A case study for efficient management of high throughput primary lab data
© Colmsee et al; licensee BioMed Central Ltd. 2011
Received: 28 July 2011
Accepted: 17 October 2011
Published: 17 October 2011
In modern life science research it is very important to have an efficient management of high throughput primary lab data. To realise such an efficient management, four main aspects have to be handled: (I) long term storage, (II) security, (III) upload and (IV) retrieval.
In this paper we define central requirements for a primary lab data management and discuss aspects of best practices to realise these requirements. As a proof of concept, we introduce a pipeline that has been implemented in order to manage primary lab data at the Leibniz Institute of Plant Genetics and Crop Plant Research (IPK). It comprises: (I) a data storage implementation including a Hierarchical Storage Management system, a relational Oracle Database Management System and a BFiler package to store primary lab data and their meta information, (II) the Virtual Private Database (VPD) implementation for the realisation of data security and the LIMS Light application to (III) upload and (IV) retrieve stored primary lab data.
With the LIMS Light system we have developed a primary data management system which provides an efficient storage system with a Hierarchical Storage Management System and an Oracle relational database. With our VPD Access Control Method we can guarantee the security of the stored primary data. Furthermore the system provides high performance upload and download and efficient retrieval of data.
The data domain is manifold and ranges from DNA mapping and sequences, gene expression, proteomics to phenotyping. Over the past several decades, many of the life sciences have been transformed into high-throughput areas of study . In a number of cases, the rate at which data can now be generated has increased by several orders of magnitude. Such dramatic expansions in data throughput have largely been enabled by engineering innovation, e.g. hardware advancements and automation. In particular, laboratory tasks that were once performed manually are now carried out by robotic fixtures. The growing trend towards automation continues to drive the urgent need for proper IT support . Here, we use the acronym IT to name those infrastructure services that (a) process and analyse data, (b) organise and store data and provide structured data handling capability and (c) support the reporting, editing, arrangement and visualisation of data. The aim is to reflect the biologists data ⇒ information ⇒ knowledge paradigm  and to meet the requirements of high-throughput data analysis and the resulting data volume of petabytes .

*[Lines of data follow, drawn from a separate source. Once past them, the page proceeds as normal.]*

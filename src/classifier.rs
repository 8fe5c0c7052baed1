//! Open/closed hand classification from a single landmark set.

use crate::types::{GestureLabel, LandmarkSet, FINGER_TIP_PIP};

/// Fingers that must be extended for the hand to count as open (of 4).
pub const OPEN_FINGER_MIN: usize = 3;

/// Number of fingers whose tip is above its PIP joint.
///
/// Image y grows downward, so "above" is a strictly smaller y. Assumes an
/// upright hand facing the camera.
pub fn count_extended(hand: &LandmarkSet) -> usize {
    FINGER_TIP_PIP
        .iter()
        .filter(|&&(tip, pip)| hand.point(tip).y < hand.point(pip).y)
        .count()
}

pub fn classify(hand: &LandmarkSet) -> GestureLabel {
    if count_extended(hand) >= OPEN_FINGER_MIN {
        GestureLabel::Open
    } else {
        GestureLabel::Closed
    }
}

#[cfg(test)]
pub(crate) mod tests {
    use super::*;
    use crate::types::{Point3D, LANDMARK_COUNT};

    /// Hand with the first `extended` fingers (index, middle, ring, pinky) raised.
    pub(crate) fn hand_with_extended(extended: usize, wrist: (f32, f32)) -> LandmarkSet {
        let mut points = [Point3D::new(wrist.0, wrist.1, 0.0); LANDMARK_COUNT];
        for (i, &(tip, pip)) in FINGER_TIP_PIP.iter().enumerate() {
            points[pip].y = 0.5;
            points[tip].y = if i < extended { 0.3 } else { 0.6 };
        }
        LandmarkSet::new(points)
    }

    #[test]
    fn test_all_fingers_extended_is_open() {
        let hand = hand_with_extended(4, (0.5, 0.8));
        assert_eq!(count_extended(&hand), 4);
        assert_eq!(classify(&hand), GestureLabel::Open);
    }

    #[test]
    fn test_three_of_four_is_open() {
        assert_eq!(classify(&hand_with_extended(3, (0.5, 0.8))), GestureLabel::Open);
    }

    #[test]
    fn test_two_of_four_is_closed() {
        assert_eq!(classify(&hand_with_extended(2, (0.5, 0.8))), GestureLabel::Closed);
        assert_eq!(classify(&hand_with_extended(0, (0.5, 0.8))), GestureLabel::Closed);
    }

    #[test]
    fn test_tip_level_with_pip_is_not_extended() {
        let mut points = *hand_with_extended(4, (0.5, 0.8)).points();
        // Pull two tips down to exactly the knuckle height.
        for &(tip, pip) in &FINGER_TIP_PIP[..2] {
            points[tip].y = points[pip].y;
        }
        let hand = LandmarkSet::new(points);
        assert_eq!(count_extended(&hand), 2);
        assert_eq!(classify(&hand), GestureLabel::Closed);
    }

    #[test]
    fn test_thumb_is_ignored() {
        let mut points = *hand_with_extended(2, (0.5, 0.8)).points();
        points[crate::types::THUMB_TIP].y = 0.0;
        assert_eq!(classify(&LandmarkSet::new(points)), GestureLabel::Closed);
    }
}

The Leibniz Institute of Plant Genetics and Crop Plant Research (IPK), Germany, is a research centre, which primarily applies the concepts and technologies of modern biology to crop plants and hosts the German central ex situ gene bank. There are many scientific fields at the IPK producing high throughput data, such as plant phenotyping (http://www.lemnatec.com) and 454-sequencing . One recurring task for bioinformatics at the IPK is the implementation of databases and information systems. To handle, manage and secure a huge amount of data properly, it is always a great advantage to have a well trained bioinformatics and IT staff which takes care for it and assumes responsibility for the valuable electronic information. We learned which design principles and implementation techniques are useful and which have to be avoided. Subsequently, we abstracted a best practice and proven implementation concept as experiences from several bioinformatics projects: SEMEDA (Semantic Meta Database) for providing semantically integrated access to databases and to edit and maintain ontologies and controlled vocabularies , MetaCrop, a manually curated repository of high quality information about the metabolism of crop plants  and an integration and analysis pipeline for systems biology in crop plant metabolism . In this paper we summarise these experiences into best practice for primary data management. First, we will present the requirements of primary data management. Afterwards, we will give an overview to different solutions of primary data management. Furthermore, we will present our results and we will last but not least list our used methods.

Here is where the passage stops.